Appearance inspection is one of the most crucial processes in the manufacture of organic light-emitting diode (OLED) displays because it is the final process in the classification of a manufactured panel into a good or flawed panel. Human inspectors traditionally performed the process, but its reliability was highly dependent on the degree of proficiency and the physical condition (such as the wellness or unwellness) of the inspector. Also, some defects were quite challenging for human inspectors to detect within a short period of time. To overcome these limitations associated with human inspectors, automatic inspection techniques have been applied in the display manufacturing industry. Such techniques generally use an image processing algorithm to inspect display panels automatically by analyzing their visual information. Traditional inspection algorithms performed well in detecting pre-defined features of defects but not in detecting undefined features. They also posed a challenge in setting numerical criteria for distinguishing real defects from fake or allowable defects. To overcome the limitations of conventional inspection algorithms, deep learning (DL) methods [1,2] have recently been widely explored. For a DL-based inspection algorithm to be a successful alternative to conventional algorithms, two key requirements must be satisfied. First, it is crucial to detect defects in various locations, sizes, and shapes by processing high-resolution images within a limited time. Second, the detection rate of real defects must be maximized while minimizing the false detection rate.

In this paper, we propose a novel deep neural network for robust detection of real defects on display panels that outperforms well-known DL methods with respect to the two aforementioned requirements. In addition, a conditionally paired generative network is proposed to enhance the detection rate by synthetically increasing feature domains in a given image database. Finally, we validate the performance of our proposed networks by evaluating their defect detection rate using images of display panels that were acquired from an actual manufacturing process.

2. Prior studies

2.1. Deep neural network-based object detection models

Object detection methods based on DL can be classified into two categories: patch-based detection methods and pixel-based segmentation methods.

The patch-based methods generally sample pixels in a specific region of interest (ROI) and process them sequentially by scanning them over the whole image. The probability of the target objects being included is calculated in each ROI, and the ROI with the highest probability is chosen as the target region. Such a sliding window operation may be suitable for low-resolution input images but not for high-resolution images because it takes several tens of seconds to calculate and discriminate hundreds to thousands of ROIs. Region proposal networks such as Faster R-CNN [3] and Mask R-CNN [4] were recently proposed. Regression networks such as YOLO [5] and SSD [6] achieve real-time computation but have limitations in dealing with objects in various sizes because the regression networks have a fixed anchor size.

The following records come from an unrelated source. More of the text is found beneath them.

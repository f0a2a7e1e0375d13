//! End-to-end check of a running deployment.
//!
//! Walks health, submission, status and results in order against `base_url`.
//! Each step is recorded and the walk stops at the first failure.

use serde::Serialize;
use serde_json::Value;
use tracing::{info, warn};

/// Source used for the submission step when none is given.
pub const DEFAULT_SOURCE_URL: &str = "https://jsonplaceholder.typicode.com/posts";

#[derive(Debug, Clone, Serialize)]
pub struct SmokeStep {
    pub name: &'static str,
    pub passed: bool,
    pub detail: String,
}

#[derive(Debug, Clone, Default, Serialize)]
pub struct SmokeReport {
    pub steps: Vec<SmokeStep>,
}

impl SmokeReport {
    pub fn passed(&self) -> bool {
        !self.steps.is_empty() && self.steps.iter().all(|step| step.passed)
    }

    fn record(&mut self, name: &'static str, result: Result<String, String>) -> bool {
        let (passed, detail) = match result {
            Ok(detail) => (true, detail),
            Err(detail) => (false, detail),
        };
        if passed {
            info!("[smoke] {}: ok ({})", name, detail);
        } else {
            warn!("[smoke] {}: FAILED ({})", name, detail);
        }
        self.steps.push(SmokeStep {
            name,
            passed,
            detail,
        });
        passed
    }
}

async fn call(
    request: reqwest::RequestBuilder,
    expected: u16,
) -> Result<Value, String> {
    let response = request.send().await.map_err(|e| e.to_string())?;
    let status = response.status().as_u16();
    let body: Value = response.json().await.map_err(|e| e.to_string())?;
    if status != expected {
        return Err(format!("expected {expected}, got {status}: {body}"));
    }
    Ok(body)
}

/// Run the steps against `base_url` in order, stopping at the first failure.
pub async fn run(client: &reqwest::Client, base_url: &str, source_url: &str) -> SmokeReport {
    let base = base_url.trim_end_matches('/');
    let mut report = SmokeReport::default();

    let health = call(client.get(format!("{base}/health")), 200)
        .await
        .and_then(|body| match body["status"].as_str() {
            Some("healthy") => Ok(format!("version {}", body["version"])),
            other => Err(format!("unexpected status {other:?}")),
        });
    if !report.record("health", health) {
        return report;
    }

    let submitted = call(
        client
            .post(format!("{base}/process"))
            .json(&serde_json::json!({ "url": source_url })),
        202,
    )
    .await
    .and_then(|body| {
        body["job_id"]
            .as_str()
            .map(str::to_string)
            .ok_or_else(|| format!("no job_id in {body}"))
    });
    let job_id = match submitted {
        Ok(job_id) => {
            report.record("process", Ok(format!("job {job_id}")));
            job_id
        }
        Err(e) => {
            report.record("process", Err(e));
            return report;
        }
    };

    let status = call(client.get(format!("{base}/status/{job_id}")), 200)
        .await
        .and_then(|body| match body["job_id"].as_str() {
            Some(id) if id == job_id => Ok(format!("status {}", body["status"])),
            _ => Err(format!("job id mismatch in {body}")),
        });
    if !report.record("status", status) {
        return report;
    }

    let results = call(client.get(format!("{base}/results")), 200)
        .await
        .and_then(|body| match body["total_files"].as_u64() {
            Some(total) => Ok(format!(
                "{total} files, {} jobs",
                body["statistics"]["total_jobs"]
            )),
            None => Err(format!("no total_files in {body}")),
        });
    report.record("results", results);

    report
}

#[cfg(test)]
mod tests {
    use super::*;

    #[test]
    fn test_report_passes_only_when_every_step_passes() {
        let mut report = SmokeReport::default();
        assert!(!report.passed());

        report.record("health", Ok("version 1.0.0".to_string()));
        assert!(report.passed());

        report.record("process", Err("expected 202, got 400".to_string()));
        assert!(!report.passed());
        assert_eq!(report.steps.len(), 2);
    }

    #[tokio::test]
    async fn test_unreachable_deployment_stops_at_health() {
        let client = reqwest::Client::new();
        let report = run(&client, "http://127.0.0.1:1/", DEFAULT_SOURCE_URL).await;

        assert_eq!(report.steps.len(), 1);
        assert_eq!(report.steps[0].name, "health");
        assert!(!report.passed());
    }
}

The pixel-based segmentation algorithm uses a fully convolutional neural network (FCN), which optimizes feature extraction and dimensionality reduction through multi-layer operations and identifies an object region in a pixel unit, as shown in Figure 1. The FCN models achieve fast computational speed, comparable to those of the regression network models. Thus, pixel-based segmentation using FCN models is suitable for fast detection tasks, such as inspection of defects in manufacturing processes, and for target objects in various sizes, locations, and shapes.

Figure 1. Pixel-based segmentation results for various defects on display panels.

Long et al. [7] proposed an FCN-based segmentation algorithm that uses skip connection layers to compensate for the location information of features lost in the pooling operations. Semantic segmentation [8] tackled the problem of the rapid expansion of the image size by 32, 16, and 8 times. Afterwards, SegNet [9] improved the segmentation prediction by using the advantages of the deconvolution network and supplementing the location information of the feature by pooling location map information.

In this paper, we propose a novel FCN algorithm for pixel-based segmentation that inherits the advantages of the previous methods of detecting objects in various locations, sizes, and shapes. By designing a lightweight network comparable to those in the previous methods, we minimized the learning and inference times.

2.2. Deep neural network-based generative models

Goodfellow et al. [10] proposed a generative model based on a deep neural network. In the model, network parameters were trained to optimize the adversarial objective function of a discriminator and a generator. Since then, generative neural network models have been widely researched, including conditional generative adversarial networks (conditional GANs) [11], which trained a model by adding a conditional label as an input and provided a basis for the control of randomly generated data. Deep convolutional GAN [12] showed that synthetic data can be controllably generated via vector operation over the image features. The structure and style of the image database can be learned by S2-GAN [13], after which an input image can be transformed into a synthetic image in the same style as that of the images in the image database using the learned model.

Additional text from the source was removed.